Since August, military officials have encouraged soldiers who were near an explosion to get checked for traumatic brain injury, and Illinois and some other states have filled gaps for their own veterans. The transition between the Pentagon and VA is smoother, with record transfers being done electronically, and VA care has been extended for combat veterans.
A handful of key bills passed last year. They include efforts to prevent suicides, give wounded veterans cost-of-living adjustments, unify the disability rating system between the Pentagon and the VA and compel the military to examine personality-disorder discharges.
Much remains to be done to get mental health treatment to rural veterans or provide home care for disabled veterans, Cary says.
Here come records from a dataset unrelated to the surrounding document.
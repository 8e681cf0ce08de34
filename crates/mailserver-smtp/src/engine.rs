//! Connection driver (C4): banner timing, command dispatch, and DATA
//! framing, wired against [`Session`] and the `mailserver_core`
//! framer/TLS/repository layer.
//!
//! Grounded on the teacher's `connection/client.rs` read-reply/send-command
//! loop, turned inside out: instead of a client driving a remote server
//! through type-state methods, [`run`] drives one accepted connection
//! through [`Session`] transitions in response to parsed [`Command`]s.

use std::net::SocketAddr;
use std::sync::atomic::{AtomicU64, Ordering};

use base64::engine::general_purpose::STANDARD as BASE64;
use base64::Engine as _;
use mailserver_core::tls::{self, Sniffed, Stream as CoreStream};
use mailserver_core::{Event, EventSink, Framer, ListenerConfig, Repository, Security, ServerConfig};
use std::sync::Arc;
use tokio::net::TcpStream;
use tokio::time::timeout;
use tokio_rustls::TlsAcceptor;

use crate::capability::ehlo_extensions;
use crate::command::{Command, ParseError};
use crate::error::{Error, Result};
use crate::relay::{self, RelayOutcome};
use crate::state::{AuthLoginStep, Session, Transaction};
use crate::types::{Address, Extension, Reply, ReplyCode};

static MESSAGE_SEQ: AtomicU64 = AtomicU64::new(0);

/// The shared, long-lived handles every connection task needs: server
/// configuration, the persistence/policy repository, and the event sink.
/// Built once in the binary crate and cloned (cheaply, behind `Arc`) into
/// each spawned connection task.
#[derive(Clone)]
pub struct SmtpServer {
    /// Server configuration.
    pub config: Arc<ServerConfig>,
    /// Persistence and relay-policy backend.
    pub repository: Arc<dyn Repository>,
    /// Observability event sink.
    pub events: Arc<dyn EventSink>,
}

/// Whether a listener is one of the submission ports, where `AUTH` is
/// gated behind an active TLS session (spec.md §4.4).
const fn is_submission_port(listener: &ListenerConfig) -> bool {
    matches!(listener.port, 587 | 465)
}

/// Drives one accepted connection to completion: banner timing per port
/// personality, then the command loop, until `QUIT` or a fatal I/O error.
pub async fn run(tcp: TcpStream, peer: SocketAddr, listener: &ListenerConfig, tls_acceptor: Option<&TlsAcceptor>, server: &SmtpServer) -> Result<()> {
    let submission_port = is_submission_port(listener);
    match listener.security {
        Security::Plain => {
            let mut framer = Framer::new(CoreStream::Plain(tcp), server.config.max_line_len);
            write_banner(&mut framer, &server.config).await?;
            run_session(framer, peer, server, false, submission_port, None).await
        }
        Security::Implicit => {
            let acceptor = tls_acceptor.ok_or(Error::Closed)?;
            let tls_stream = CoreStream::Plain(tcp).upgrade(acceptor).await?;
            server.events.record(Event::TlsEstablished { peer: peer.ip() });
            let mut framer = Framer::new(tls_stream, server.config.max_line_len);
            write_banner(&mut framer, &server.config).await?;
            run_session(framer, peer, server, true, submission_port, Some(acceptor)).await
        }
        Security::Dual => run_dual(tcp, peer, tls_acceptor, server, submission_port).await,
    }
}

/// The dual-mode submission port: race a first-byte TLS sniff against the
/// configured banner delay. Whichever resolves first decides how the
/// banner is emitted (spec.md §4.4 "schedule a banner emission after
/// 300 ms; cancel it if `TLS_ESTABLISHED` or `PLAINTEXT_DETECTED` fires
/// first").
async fn run_dual(tcp: TcpStream, peer: SocketAddr, tls_acceptor: Option<&TlsAcceptor>, server: &SmtpServer, submission_port: bool) -> Result<()> {
    let acceptor = tls_acceptor.ok_or(Error::Closed)?;
    match timeout(server.config.dual_port_banner_delay, tls::sniff(tcp)).await {
        Ok(Ok(sniffed)) => match sniffed.sniffed {
            Sniffed::Tls => {
                let tls_stream = CoreStream::Plain(sniffed.tcp).upgrade(acceptor).await?;
                server.events.record(Event::TlsEstablished { peer: peer.ip() });
                let mut framer = Framer::new(tls_stream, server.config.max_line_len);
                write_banner(&mut framer, &server.config).await?;
                run_session(framer, peer, server, true, submission_port, Some(acceptor)).await
            }
            Sniffed::Plain => {
                server.events.record(Event::PlaintextDetected { peer: peer.ip() });
                let mut framer = Framer::new(CoreStream::Plain(sniffed.tcp), server.config.max_line_len);
                write_banner(&mut framer, &server.config).await?;
                run_session(framer, peer, server, false, submission_port, Some(acceptor)).await
            }
        },
        Ok(Err(e)) => Err(e.into()),
        Err(_elapsed) => {
            // Neither event fired within the delay: emit the banner blind,
            // assuming plaintext, matching well-behaved clients that wait
            // for the greeting before speaking.
            let mut framer = Framer::new(CoreStream::Plain(tcp), server.config.max_line_len);
            write_banner(&mut framer, &server.config).await?;
            run_session(framer, peer, server, false, submission_port, Some(acceptor)).await
        }
    }
}

async fn write_banner(framer: &mut Framer<CoreStream>, config: &ServerConfig) -> Result<()> {
    let reply = Reply::single(ReplyCode::SERVICE_READY, format!("{} ESMTP", config.hostname));
    framer.write_all(&reply.render()).await?;
    Ok(())
}
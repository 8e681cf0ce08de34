//! Connection driver (C4): greeting, idle-timeout command loop, and
//! dispatch, wired against [`Session`] and the `mailserver_core`
//! framer/TLS/repository layer.
//!
//! Grounded on `mailserver-smtp/src/engine.rs`'s connection-driver shape:
//! one `run`/`run_session` pair per listener personality, a per-state
//! dispatch function that takes the framer by value only where `STARTTLS`
//! needs to replace the underlying stream, and the same
//! `Err(Error::Closed) => Ok(())` convention for a clean session end.
//! IMAP has no analogue of SMTP's dual-mode submission port sniff, so
//! `run` only branches on `Plain`/`Dual` (treated identically — plaintext
//! until `STARTTLS`) versus `Implicit`.

use std::net::SocketAddr;
use std::sync::Arc;

use base64::engine::general_purpose::STANDARD as BASE64;
use base64::Engine as _;
use chrono::{DateTime, Utc};

use mailserver_core::model::Mailbox as CoreMailbox;
use mailserver_core::repository::Repository;
use mailserver_core::tls::Stream as CoreStream;
use mailserver_core::{Event, EventSink, Framer, ListenerConfig, Security, ServerConfig};
use tokio::net::TcpStream;
use tokio::time::timeout;
use tokio_rustls::TlsAcceptor;

use crate::append;
use crate::capability;
use crate::command::{self, Command, ParseError, ParseOutcome, ParsedCommand};
use crate::copy_move;
use crate::error::{Error, Result};
use crate::expunge;
use crate::fetch;
use crate::idle;
use crate::response::Response;
use crate::search;
use crate::session_cache::SessionCache;
use crate::state::{AuthStep, Session};
use crate::store;
use crate::types::{Flag, ResponseCode, SeqNum, SequenceSet, Status, Tag, Uid, UidSet, UidValidity};

/// The shared, long-lived handles every connection task needs. Built once
/// in the binary crate and cloned (cheaply, behind `Arc`) into each
/// spawned connection task.
#[derive(Clone)]
pub struct ImapServer {
    /// Server configuration.
    pub config: Arc<ServerConfig>,
    /// Persistence and relay-policy backend.
    pub repository: Arc<dyn Repository>,
    /// Observability event sink.
    pub events: Arc<dyn EventSink>,
}

/// Drives one accepted connection to completion: TLS posture per port
/// personality, the greeting, then the command loop, until `LOGOUT`, a
/// fatal I/O error, or the idle timeout.
pub async fn run(tcp: TcpStream, peer: SocketAddr, listener: &ListenerConfig, tls_acceptor: Option<&TlsAcceptor>, server: &ImapServer) -> Result<()> {
    let tls_available = tls_acceptor.is_some();
    match listener.security {
        Security::Implicit => {
            let acceptor = tls_acceptor.ok_or(Error::Closed)?;
            let tls_stream = CoreStream::Plain(tcp).upgrade(acceptor).await?;
            server.events.record(Event::TlsEstablished { peer: peer.ip() });
            let mut framer = Framer::new(tls_stream, server.config.max_line_len);
            write_greeting(&mut framer, &server.config).await?;
            run_session(framer, peer, server, true, tls_available, Some(acceptor)).await
        }
        // No dual-mode submission-port analogue here: both plain postures
        // start in the clear and rely on STARTTLS.
        Security::Plain | Security::Dual => {
            let mut framer = Framer::new(CoreStream::Plain(tcp), server.config.max_line_len);
            write_greeting(&mut framer, &server.config).await?;
            run_session(framer, peer, server, false, tls_available, tls_acceptor).await
        }
    }
}

async fn write_greeting(framer: &mut Framer<CoreStream>, config: &ServerConfig) -> Result<()> {
    let greeting = Response::Untagged { status: Status::Ok, code: None, text: format!("{} IMAP4rev1 ready", config.hostname) };
    framer.write_all(&greeting.render()).await?;
    Ok(())
}

/// The command loop: reads one line per iteration (subject to the IMAP
/// idle timeout, much longer than SMTP's, since clients routinely sit
/// between polls) and dispatches through [`handle_line`] until `LOGOUT`,
/// a protocol-fatal condition, or autologout. `Error::Closed` bubbling
/// out is a normal session end, not a failure.
async fn run_session(mut framer: Framer<CoreStream>, peer: SocketAddr, server: &ImapServer, mut tls_active: bool, tls_available: bool, tls_acceptor: Option<&TlsAcceptor>) -> Result<()> {
    let mut session = Session::default();

    let outcome: Result<()> = loop {
        let line = match timeout(server.config.imap_io_timeout, framer.read_line()).await {
            Ok(Ok(line)) => line,
            Ok(Err(e)) => break Err(e.into()),
            Err(_elapsed) => {
                let bye = Response::Untagged { status: Status::Bye, code: None, text: "Autologout".to_string() };
                let _ = framer.write_all(&bye.render()).await;
                break Err(Error::Closed);
            }
        };

        session = match handle_line(framer, server, peer, tls_active, tls_acceptor, tls_available, session, &line).await {
            Ok((s, new_framer, new_tls_active)) => {
                framer = new_framer;
                tls_active = new_tls_active;
                s
            }
            Err(e) => break Err(e),
        };
    };

    match outcome {
        Err(Error::Closed) => Ok(()),
        other => other,
    }
}

/// Handles one line from the client, regardless of session state. Takes
/// `framer` by value since `STARTTLS` must replace the underlying stream;
/// every other path hands the same framer straight back.
async fn handle_line(
    mut framer: Framer<CoreStream>,
    server: &ImapServer,
    peer: SocketAddr,
    tls_active: bool,
    tls_acceptor: Option<&TlsAcceptor>,
    tls_available: bool,
    session: Session,
    line: &str,
) -> Result<(Session, Framer<CoreStream>, bool)> {
    if let Session::Authenticating { tag, step, pending_username } = session {
        let updated = handle_auth_continuation(&mut framer, server, peer, tag, step, pending_username, line).await?;
        return Ok((updated, framer, tls_active));
    }

    match command::ParseOutcome::parse(line) {
        Ok(ParseOutcome::AppendLiteral { tag, mailbox, flags, date, size, non_sync }) => {
            let updated = handle_append_literal(&mut framer, server, session, tag, mailbox, flags, date, size, non_sync).await?;
            Ok((updated, framer, tls_active))
        }
        Ok(ParseOutcome::Command(ParsedCommand { tag, uid: _, command: Command::StartTls })) => {
            if tls_active {
                framer.write_all(&Response::bad(tag, "TLS already active").render()).await?;
                return Ok((session, framer, tls_active));
            }
            let Some(acceptor) = tls_acceptor else {
                framer.write_all(&Response::no(tag, "STARTTLS not available").render()).await?;
                return Ok((session, framer, tls_active));
            };
            framer.write_all(&Response::ok(tag, "begin TLS negotiation now").render()).await?;
            let stream = framer.into_inner();
            let tls_stream = stream.upgrade(acceptor).await?;
            server.events.record(Event::TlsEstablished { peer: peer.ip() });
            let new_framer = Framer::new(tls_stream, server.config.max_line_len);
            Ok((session, new_framer, true))
        }
        Ok(ParseOutcome::Command(ParsedCommand { tag, uid, command })) => {
            let updated = dispatch(&mut framer, server, peer, tls_active, tls_available, session, tag, uid, command).await?;
            Ok((updated, framer, tls_active))
        }
        Err(err) => {
            framer.write_all(&Response::bad(Tag::new("*"), reply_for_parse_error(&err)).render()).await?;
            Ok((session, framer, tls_active))
        }
    }
}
More generally, what’s needed is a comprehensive approach to treating veterans and families, as well as better funding mechanisms. One idea, he says, would be to sell war bonds to fund care, so the public could help.
Assessments vary as to where things stand. American Legion spokeswoman Ramona Joyce says that the unconventional nature of the war led to early problems but that officials are doing better now.
“I think you learn from your mistakes as time goes on,” she says. “Yes, as far as PTSD and TBI, they didn’t catch it in the first couple of years of the war, but better late than never.”
Filner is less optimistic.
He cites a small program in his home district of San Diego, in which 30 wounded Marines were taught moviemaking. “They say, ‘Now I have a life. I was sitting around doing nothing, thinking of committing suicide.'” But it took two years to get the program approved, he says. Now he’s seeking support for a “de-boot camp” to help troops re-adjust to civilian life, but “nobody at DOD wants to talk about it.”
“It doesn’t seem like we’ve learned the lesson,” Filner says.
And Cary worries that financial concerns could impede the current progress, given the mounting war costs and the looming recession.